Bien qu’ayant été lui-même un acteur majeur de ce son britannique des années 1990, Saint Etienne puise pour se ressourcer chez ses contemporains d’alors. Du label Mo’Wax, il retire les beats géniaux et les influences soul de l’abstract hip hop. Broadcast lui rappelle combien il est toujours pertinent de triturer les sons pour en retirer malgré tout de véritables chansons divinement aériennes, menées par une voix d’ange.
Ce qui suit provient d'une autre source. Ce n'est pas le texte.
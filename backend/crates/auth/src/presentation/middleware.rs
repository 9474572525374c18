//! Auth Middleware
//!
//! Resolves the session cookie into a caller identity via the provider.

use axum::extract::{Request, State};
use axum::middleware::Next;
use axum::response::{IntoResponse, Redirect, Response};

use crate::application::navigation::Route;
use crate::domain::provider::AuthProvider;
use crate::domain::repository::UserRepository;
use crate::presentation::extract::CurrentIdentity;
use crate::presentation::handlers::AuthContext;

/// Middleware that requires a signed-in caller
///
/// Callers without a usable session are redirected to the sign-in page.
/// On success both [`CurrentIdentity`] and the bare `SessionIdentity` are
/// placed in the request extensions.
pub async fn require_identity<R, P>(
    State(ctx): State<AuthContext<R, P>>,
    mut req: Request,
    next: Next,
) -> Response
where
    R: UserRepository + Send + Sync + 'static,
    P: AuthProvider + Send + Sync + 'static,
{
    let Some(identity) = ctx.identify(req.headers()).await else {
        tracing::debug!(path = %req.uri().path(), "Protected page requested without a session");
        return Redirect::to(Route::SignIn.path()).into_response();
    };

    req.extensions_mut()
        .insert(CurrentIdentity(Some(identity.clone())));
    req.extensions_mut().insert(identity);

    next.run(req).await
}

/// Middleware that resolves the caller identity but doesn't require it
pub async fn resolve_identity<R, P>(
    State(ctx): State<AuthContext<R, P>>,
    mut req: Request,
    next: Next,
) -> Response
where
    R: UserRepository + Send + Sync + 'static,
    P: AuthProvider + Send + Sync + 'static,
{
    let identity = ctx.identify(req.headers()).await;

    // Store identity in request extensions
    req.extensions_mut().insert(CurrentIdentity(identity));

    next.run(req).await
}
//! Portal Server Entry Point
//!
//! Application entry point and server initialization.
//! Uses `anyhow` for startup errors, but application-level
//! errors should use `kernel::error::AppError`.

mod config;

use auth::{HttpAuthProvider, InMemoryUserRepository, PgUserRepository, auth_router_generic};
use axum::{
    Router, http,
    http::{Method, header},
};
use sqlx::postgres::PgPoolOptions;
use std::net::SocketAddr;
use tokio::net::TcpListener;
use tower_http::cors::{AllowHeaders, AllowMethods, CorsLayer};
use tower_http::trace::TraceLayer;
use tracing_subscriber::{layer::SubscriberExt, util::SubscriberInitExt};

use crate::config::PortalConfig;

// Re-export unified error types for use in handlers
pub use kernel::error::{
    app_error::{AppError, AppResult},
    kind::ErrorKind,
};

#[tokio::main]
async fn main() -> anyhow::Result<()> {
    // Load .env file
    dotenvy::dotenv().ok();

    // Initialize tracing
    tracing_subscriber::registry()
        .with(
            tracing_subscriber::EnvFilter::try_from_default_env()
                .unwrap_or_else(|_| "portal=info,auth=info,tower_http=info".into()),
        )
        .with(tracing_subscriber::fmt::layer())
        .init();

    let config = PortalConfig::from_env()?;

    // Auth provider client
    let provider = HttpAuthProvider::connect(&config.provider_url)?;
    tracing::info!(provider_url = %provider.base_url(), provider = %config.auth.provider_name, "Auth provider configured");

    // User store
    let auth_routes = match &config.database_url {
        Some(database_url) => {
            let pool = PgPoolOptions::new()
                .max_connections(5)
                .connect(database_url)
                .await?;

            tracing::info!("Connected to database");

            if config.run_migrations {
                sqlx::migrate!("../../../database/migrations")
                    .run(&pool)
                    .await?;

                tracing::info!("Migrations completed");
            }

            auth_router_generic(PgUserRepository::new(pool), provider, config.auth.clone())
        }
        None => {
            tracing::warn!("DATABASE_URL not set, using the in-memory user store");
            auth_router_generic(InMemoryUserRepository::new(), provider, config.auth.clone())
        }
    };

    // CORS configuration
    let allowed_origins: Vec<http::HeaderValue> = config
        .frontend_origins
        .iter()
        .filter_map(|origin| origin.parse().ok())
        .collect();

    let cors = CorsLayer::new()
        .allow_origin(allowed_origins)
        .allow_methods(AllowMethods::list([
            Method::GET,
            Method::POST,
            Method::OPTIONS,
        ]))
        .allow_headers(AllowHeaders::list([header::CONTENT_TYPE, header::ACCEPT]))
        .allow_credentials(true);

    // Build router
    let app = Router::new()
        .merge(auth_routes)
        .layer(TraceLayer::new_for_http())
        .layer(cors);

    // Start server
    let addr = config.listen_addr;
    tracing::info!("Listening on {}", addr);

    let listener = TcpListener::bind(addr).await?;
    axum::serve(
        listener,
        app.into_make_service_with_connect_info::<SocketAddr>(),
    )
    .await?;

    Ok(())
}
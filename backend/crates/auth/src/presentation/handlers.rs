//! HTTP Handlers (JSON API)

use axum::Json;
use axum::extract::{Query, State};
use axum::http::{HeaderMap, header};
use axum::response::IntoResponse;
use std::sync::Arc;

use platform::cookie::extract_cookie;

use crate::application::config::AuthConfig;
use crate::application::{
    CheckEmailExistsUseCase, CheckSessionUseCase, GetCurrentUserUseCase, InFlightSubmissions,
    SessionIdentity, SignInUseCase, SignOutUseCase, SignUpUseCase,
};
use crate::domain::provider::AuthProvider;
use crate::domain::repository::UserRepository;
use crate::error::AuthResult;
use crate::presentation::dto::{
    CurrentUserResponse, EmailExistsQuery, EmailExistsResponse, RedirectResponse, SignInRequest,
    SignUpRequest,
};
use crate::presentation::extract::{Client, CurrentIdentity};

/// Shared state for auth handlers
///
/// Everything a request needs is reached through this context; there is no
/// global auth state.
pub struct AuthContext<R, P>
where
    R: UserRepository + Send + Sync + 'static,
    P: AuthProvider + Send + Sync + 'static,
{
    pub repo: Arc<R>,
    pub provider: Arc<P>,
    pub config: Arc<AuthConfig>,
    pub in_flight: Arc<InFlightSubmissions>,
}

impl<R, P> Clone for AuthContext<R, P>
where
    R: UserRepository + Send + Sync + 'static,
    P: AuthProvider + Send + Sync + 'static,
{
    fn clone(&self) -> Self {
        Self {
            repo: Arc::clone(&self.repo),
            provider: Arc::clone(&self.provider),
            config: Arc::clone(&self.config),
            in_flight: Arc::clone(&self.in_flight),
        }
    }
}

impl<R, P> AuthContext<R, P>
where
    R: UserRepository + Send + Sync + 'static,
    P: AuthProvider + Send + Sync + 'static,
{
    pub fn new(repo: Arc<R>, provider: Arc<P>, config: Arc<AuthConfig>) -> Self {
        Self {
            repo,
            provider,
            config,
            in_flight: Arc::new(InFlightSubmissions::new()),
        }
    }

    /// Session token from the request cookie
    pub fn session_token(&self, headers: &HeaderMap) -> Option<String> {
        extract_cookie(headers, &self.config.session_cookie_name)
    }

    /// Resolve the caller identity from the session cookie
    pub async fn identify(&self, headers: &HeaderMap) -> Option<SessionIdentity> {
        let token = self.session_token(headers)?;
        CheckSessionUseCase::new(self.provider.clone())
            .execute(Some(token.as_str()))
            .await
    }

    pub(crate) fn sign_in_use_case(&self) -> SignInUseCase<P> {
        SignInUseCase::new(
            self.provider.clone(),
            self.in_flight.clone(),
            self.config.clone(),
        )
    }

    pub(crate) fn sign_up_use_case(&self) -> SignUpUseCase<R, P> {
        SignUpUseCase::new(
            self.repo.clone(),
            self.provider.clone(),
            self.in_flight.clone(),
            self.config.clone(),
        )
    }
}

// ============================================================================
// Users
// ============================================================================

/// GET /api/users/me
pub async fn current_user<R, P>(
    State(ctx): State<AuthContext<R, P>>,
    identity: CurrentIdentity,
) -> AuthResult<Json<Option<CurrentUserResponse>>>
where
    R: UserRepository + Send + Sync + 'static,
    P: AuthProvider + Send + Sync + 'static,
{
    let user_id = identity.0.map(|identity| identity.user_id);

    let user = GetCurrentUserUseCase::new(ctx.repo.clone())
        .execute(user_id.as_ref())
        .await?;

    Ok(Json(user.map(CurrentUserResponse::from)))
}

/// GET /api/users/email-exists?email=
pub async fn email_exists<R, P>(
    State(ctx): State<AuthContext<R, P>>,
    Query(query): Query<EmailExistsQuery>,
) -> AuthResult<Json<EmailExistsResponse>>
where
    R: UserRepository + Send + Sync + 'static,
    P: AuthProvider + Send + Sync + 'static,
{
    let exists = CheckEmailExistsUseCase::new(ctx.repo.clone())
        .execute(query.email.as_deref())
        .await?;

    Ok(Json(EmailExistsResponse { exists }))
}

// ============================================================================
// Sign In
// ============================================================================

/// POST /api/auth/signin
pub async fn sign_in<R, P>(
    State(ctx): State<AuthContext<R, P>>,
    Client(client): Client,
    Json(req): Json<SignInRequest>,
) -> AuthResult<impl IntoResponse>
where
    R: UserRepository + Send + Sync + 'static,
    P: AuthProvider + Send + Sync + 'static,
{
    let output = ctx.sign_in_use_case().execute(req.into(), &client).await?;

    let cookie = ctx
        .config
        .session_cookie(&output.session.token, output.remember_me);

    Ok((
        [(header::SET_COOKIE, cookie)],
        Json(RedirectResponse::from(output.redirect_to)),
    ))
}

// ============================================================================
// Sign Up
// ============================================================================

/// POST /api/auth/signup
pub async fn sign_up<R, P>(
    State(ctx): State<AuthContext<R, P>>,
    Client(client): Client,
    Json(req): Json<SignUpRequest>,
) -> AuthResult<impl IntoResponse>
where
    R: UserRepository + Send + Sync + 'static,
    P: AuthProvider + Send + Sync + 'static,
{
    let output = ctx.sign_up_use_case().execute(req.into(), &client).await?;

    let cookie = ctx.config.session_cookie(&output.session.token, false);

    Ok((
        [(header::SET_COOKIE, cookie)],
        Json(RedirectResponse::from(output.redirect_to)),
    ))
}

// ============================================================================
// Sign Out
// ============================================================================

/// POST /api/auth/signout
pub async fn sign_out<R, P>(
    State(ctx): State<AuthContext<R, P>>,
    headers: HeaderMap,
) -> impl IntoResponse
where
    R: UserRepository + Send + Sync + 'static,
    P: AuthProvider + Send + Sync + 'static,
{
    let token = ctx.session_token(&headers);
    let route = SignOutUseCase::new(ctx.provider.clone())
        .execute(token.as_deref())
        .await;

    (
        [(header::SET_COOKIE, ctx.config.clear_session_cookie())],
        Json(RedirectResponse::from(route)),
    )
}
Mais s’il y a bien une ombre qui plane au-dessus d’I’ve Been Trying To Tell You c’est certainement celle de Boards Of Canada, maitres incontestés de cette électronique downtempo qui ont su, d’ep en albums, rendre à la lenteur, à la nonchalance et à la contemplation leurs lettres de noblesse. Car nous y voilà, cet album est bien l’une des plus belles odes à la lenteur, à la nonchalance et à la contemplation de ces dernières années. Il faut, il convient, mais comme il conviendrait à chaque fois, de prendre à plusieurs reprises le temps de se caler dans un bon fauteuil impeccablement centré entre les deux enceintes ou le casque sur les oreilles, se saisir de la pochette, la toucher, s’imprégner de son odeur, décortiquer les notes de sortie et se plonger, encore, dans les photos d’Alasdair McLellan qui, à chaque fois, racontent une histoire différente. Prendre ce temps, raisonnable (40 minutes resserrées, 8 titres sans fausse note ni temps faible) pour apprécier et se rappeler, fondamentalement, que la musique doit imprégner les lieux, le corps et l’esprit. Se rappeler qu’un album n’est pas un saucisson que l’on tronçonne sur une plate-forme de streaming mais une œuvre conçue par des artistes pour s’apprécier dans son intégralité, dans son intensité.
Remisée la machine à dancefloor ? Temporairement sans doute, mais la remplacer par cette oasis de calme, de sensualité et de volupté qu’est I’ve Been Trying To Tell You est de loin la meilleure idée que Saint Etienne ait eu ces dernières années. L’image de la jeunesse qui accompagne le disque est aussi un peu la leur, la seconde. Non pas une jeunesse artificielle, liftée et botoxée, mais une jeunesse intellectuelle, celle que l’on atteint en acceptant de se remettre en question pour ne pas passer éternellement pour le vieux con de service. I’ve Been Trying To Tell You n’aurait jamais pu voir le jour dans les années 1990. Il est le fruit de trois décennies d’évolutions, artistiques et technologiques qui conduisent Saint Etienne à ce qui ressemble à un tournant de leur carrière : refaire comme depuis 20 ans sempiternellement le même disque yé-yé électro-60’s ou retirer le meilleur de son propre passé pour se projeter dans un avenir certes incertain, mais avenir quand même. Le groupe a choisi de se projeter et nous embarquer avec eux. C’est donc cela qu’ils essayaient de nous dire.